Below are entries; work out how many of their lines hold "compare", giving only that number.

Source data
----------
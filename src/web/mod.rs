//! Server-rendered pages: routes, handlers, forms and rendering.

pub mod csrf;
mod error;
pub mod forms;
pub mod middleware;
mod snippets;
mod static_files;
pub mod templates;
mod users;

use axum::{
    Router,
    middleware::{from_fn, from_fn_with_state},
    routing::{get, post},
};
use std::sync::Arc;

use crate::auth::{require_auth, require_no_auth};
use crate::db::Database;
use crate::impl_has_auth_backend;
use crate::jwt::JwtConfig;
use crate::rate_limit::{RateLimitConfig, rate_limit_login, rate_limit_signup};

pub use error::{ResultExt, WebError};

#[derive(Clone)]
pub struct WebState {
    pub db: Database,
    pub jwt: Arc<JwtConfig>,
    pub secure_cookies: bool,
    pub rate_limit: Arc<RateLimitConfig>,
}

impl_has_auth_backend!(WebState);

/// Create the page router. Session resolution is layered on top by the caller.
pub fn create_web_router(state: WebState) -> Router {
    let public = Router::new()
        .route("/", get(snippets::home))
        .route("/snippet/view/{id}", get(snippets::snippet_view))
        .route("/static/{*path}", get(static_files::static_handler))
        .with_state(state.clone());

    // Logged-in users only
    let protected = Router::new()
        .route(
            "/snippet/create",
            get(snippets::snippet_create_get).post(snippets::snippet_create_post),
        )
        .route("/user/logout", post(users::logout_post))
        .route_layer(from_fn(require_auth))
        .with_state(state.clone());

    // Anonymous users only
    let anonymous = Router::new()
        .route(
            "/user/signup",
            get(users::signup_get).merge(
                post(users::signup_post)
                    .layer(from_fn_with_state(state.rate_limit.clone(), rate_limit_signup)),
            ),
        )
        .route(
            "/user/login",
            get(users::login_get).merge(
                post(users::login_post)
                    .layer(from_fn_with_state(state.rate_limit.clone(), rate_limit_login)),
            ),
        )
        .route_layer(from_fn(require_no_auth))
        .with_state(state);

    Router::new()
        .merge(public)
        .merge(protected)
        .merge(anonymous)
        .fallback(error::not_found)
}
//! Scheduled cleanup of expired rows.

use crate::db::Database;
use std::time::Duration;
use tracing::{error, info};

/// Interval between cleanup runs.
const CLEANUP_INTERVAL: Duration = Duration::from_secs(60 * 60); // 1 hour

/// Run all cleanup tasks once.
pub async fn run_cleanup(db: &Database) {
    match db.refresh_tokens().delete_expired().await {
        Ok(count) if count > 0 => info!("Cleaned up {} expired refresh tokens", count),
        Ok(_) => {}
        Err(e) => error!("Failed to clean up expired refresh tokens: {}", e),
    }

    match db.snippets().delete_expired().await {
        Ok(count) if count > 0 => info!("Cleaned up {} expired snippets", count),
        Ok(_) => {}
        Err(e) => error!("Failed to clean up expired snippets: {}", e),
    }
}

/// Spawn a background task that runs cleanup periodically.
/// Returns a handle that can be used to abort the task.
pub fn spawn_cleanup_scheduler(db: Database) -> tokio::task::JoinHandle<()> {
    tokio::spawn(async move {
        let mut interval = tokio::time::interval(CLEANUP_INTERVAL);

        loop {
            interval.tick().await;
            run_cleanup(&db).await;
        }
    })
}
----------
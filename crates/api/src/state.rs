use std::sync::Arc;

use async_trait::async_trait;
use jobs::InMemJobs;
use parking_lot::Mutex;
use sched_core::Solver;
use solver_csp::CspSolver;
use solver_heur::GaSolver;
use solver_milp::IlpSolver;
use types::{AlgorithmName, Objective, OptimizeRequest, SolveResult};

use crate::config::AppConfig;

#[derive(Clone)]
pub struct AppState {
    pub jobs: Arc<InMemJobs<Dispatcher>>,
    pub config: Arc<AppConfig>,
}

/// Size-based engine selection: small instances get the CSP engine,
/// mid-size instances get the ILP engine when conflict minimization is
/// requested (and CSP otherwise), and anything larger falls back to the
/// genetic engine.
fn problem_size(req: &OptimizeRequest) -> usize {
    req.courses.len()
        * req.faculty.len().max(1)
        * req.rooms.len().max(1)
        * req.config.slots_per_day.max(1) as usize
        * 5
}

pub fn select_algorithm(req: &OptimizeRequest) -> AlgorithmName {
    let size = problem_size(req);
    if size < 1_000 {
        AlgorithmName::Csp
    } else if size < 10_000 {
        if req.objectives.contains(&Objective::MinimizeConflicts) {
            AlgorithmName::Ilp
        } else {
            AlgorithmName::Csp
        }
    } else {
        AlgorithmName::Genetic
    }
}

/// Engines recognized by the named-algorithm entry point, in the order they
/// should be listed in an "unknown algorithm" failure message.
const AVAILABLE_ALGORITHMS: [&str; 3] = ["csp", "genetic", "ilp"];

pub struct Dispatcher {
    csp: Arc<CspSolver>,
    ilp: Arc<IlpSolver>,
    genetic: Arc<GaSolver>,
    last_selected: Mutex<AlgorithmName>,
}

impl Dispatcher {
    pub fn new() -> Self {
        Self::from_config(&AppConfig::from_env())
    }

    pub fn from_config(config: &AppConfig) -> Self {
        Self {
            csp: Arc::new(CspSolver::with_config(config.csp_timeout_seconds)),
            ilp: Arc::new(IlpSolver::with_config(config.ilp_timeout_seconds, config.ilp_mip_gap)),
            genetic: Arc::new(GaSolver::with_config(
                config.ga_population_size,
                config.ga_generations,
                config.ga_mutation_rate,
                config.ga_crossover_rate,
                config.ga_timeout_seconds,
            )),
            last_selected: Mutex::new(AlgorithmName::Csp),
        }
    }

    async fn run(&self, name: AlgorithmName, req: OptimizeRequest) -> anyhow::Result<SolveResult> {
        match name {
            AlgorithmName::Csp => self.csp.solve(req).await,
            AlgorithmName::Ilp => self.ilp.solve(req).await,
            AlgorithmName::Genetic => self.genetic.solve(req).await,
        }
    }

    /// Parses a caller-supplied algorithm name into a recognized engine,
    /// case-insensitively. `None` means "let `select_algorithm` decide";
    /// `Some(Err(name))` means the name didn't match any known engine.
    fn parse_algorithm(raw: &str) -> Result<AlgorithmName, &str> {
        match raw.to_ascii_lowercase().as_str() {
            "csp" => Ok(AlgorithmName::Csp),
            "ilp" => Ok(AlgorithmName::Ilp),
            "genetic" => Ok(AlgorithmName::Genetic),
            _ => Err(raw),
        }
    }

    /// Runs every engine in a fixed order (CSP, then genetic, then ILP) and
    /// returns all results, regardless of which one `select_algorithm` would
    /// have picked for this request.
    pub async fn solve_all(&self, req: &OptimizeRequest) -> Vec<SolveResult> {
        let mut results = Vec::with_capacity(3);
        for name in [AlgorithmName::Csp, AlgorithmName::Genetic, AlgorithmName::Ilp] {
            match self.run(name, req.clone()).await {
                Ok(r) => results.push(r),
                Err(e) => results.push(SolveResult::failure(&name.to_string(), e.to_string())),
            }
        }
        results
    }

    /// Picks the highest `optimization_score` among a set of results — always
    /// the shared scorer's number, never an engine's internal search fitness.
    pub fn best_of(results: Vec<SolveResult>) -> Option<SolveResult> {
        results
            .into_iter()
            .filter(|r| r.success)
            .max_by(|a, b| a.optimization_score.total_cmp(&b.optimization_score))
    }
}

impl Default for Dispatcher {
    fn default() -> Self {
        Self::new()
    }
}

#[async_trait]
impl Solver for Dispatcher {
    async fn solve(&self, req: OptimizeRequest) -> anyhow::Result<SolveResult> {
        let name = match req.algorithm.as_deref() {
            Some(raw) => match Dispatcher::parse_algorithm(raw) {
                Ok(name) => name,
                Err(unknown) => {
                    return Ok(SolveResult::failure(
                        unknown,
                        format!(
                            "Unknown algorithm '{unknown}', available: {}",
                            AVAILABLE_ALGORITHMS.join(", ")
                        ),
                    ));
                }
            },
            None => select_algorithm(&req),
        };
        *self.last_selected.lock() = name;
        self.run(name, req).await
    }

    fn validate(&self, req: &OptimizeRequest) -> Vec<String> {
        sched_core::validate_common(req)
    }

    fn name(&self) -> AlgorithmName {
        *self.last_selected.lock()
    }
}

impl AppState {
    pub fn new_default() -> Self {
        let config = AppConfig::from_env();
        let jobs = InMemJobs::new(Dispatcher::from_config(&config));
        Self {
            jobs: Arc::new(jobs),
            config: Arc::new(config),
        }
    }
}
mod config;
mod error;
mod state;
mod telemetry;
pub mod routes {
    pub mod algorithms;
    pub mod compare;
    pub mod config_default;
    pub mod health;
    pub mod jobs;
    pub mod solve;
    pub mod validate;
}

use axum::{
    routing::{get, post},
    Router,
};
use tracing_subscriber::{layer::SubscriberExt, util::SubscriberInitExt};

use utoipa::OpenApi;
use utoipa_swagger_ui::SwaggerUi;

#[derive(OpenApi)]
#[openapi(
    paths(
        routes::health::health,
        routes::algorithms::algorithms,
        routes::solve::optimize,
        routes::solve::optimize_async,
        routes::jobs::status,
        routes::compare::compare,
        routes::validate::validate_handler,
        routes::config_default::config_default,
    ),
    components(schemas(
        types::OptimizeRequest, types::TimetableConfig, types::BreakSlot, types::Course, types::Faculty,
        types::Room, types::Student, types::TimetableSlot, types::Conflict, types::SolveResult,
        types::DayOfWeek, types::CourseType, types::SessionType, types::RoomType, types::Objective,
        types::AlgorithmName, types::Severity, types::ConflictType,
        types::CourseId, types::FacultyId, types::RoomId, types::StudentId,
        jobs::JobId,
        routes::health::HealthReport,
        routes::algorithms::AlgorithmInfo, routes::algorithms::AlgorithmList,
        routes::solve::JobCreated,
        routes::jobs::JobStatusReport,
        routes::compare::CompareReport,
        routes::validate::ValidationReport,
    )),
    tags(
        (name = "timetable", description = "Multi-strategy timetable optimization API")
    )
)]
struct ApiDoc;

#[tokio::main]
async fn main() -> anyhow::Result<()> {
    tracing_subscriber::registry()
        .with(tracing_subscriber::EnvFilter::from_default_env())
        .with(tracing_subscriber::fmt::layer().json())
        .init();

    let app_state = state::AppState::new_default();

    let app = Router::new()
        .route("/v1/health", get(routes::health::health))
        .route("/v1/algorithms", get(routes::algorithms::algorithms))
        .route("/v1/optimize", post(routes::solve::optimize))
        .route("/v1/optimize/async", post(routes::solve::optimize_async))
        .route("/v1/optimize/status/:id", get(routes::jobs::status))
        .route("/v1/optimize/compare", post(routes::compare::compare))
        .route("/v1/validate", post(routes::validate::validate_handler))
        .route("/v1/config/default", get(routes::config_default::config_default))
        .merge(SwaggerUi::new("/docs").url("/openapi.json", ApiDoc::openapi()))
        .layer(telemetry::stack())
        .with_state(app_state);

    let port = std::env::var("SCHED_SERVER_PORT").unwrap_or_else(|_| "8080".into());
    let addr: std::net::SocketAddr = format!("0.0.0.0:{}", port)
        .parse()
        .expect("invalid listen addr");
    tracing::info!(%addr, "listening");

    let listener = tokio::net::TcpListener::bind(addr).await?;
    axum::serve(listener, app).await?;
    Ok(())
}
----------
Reply:
4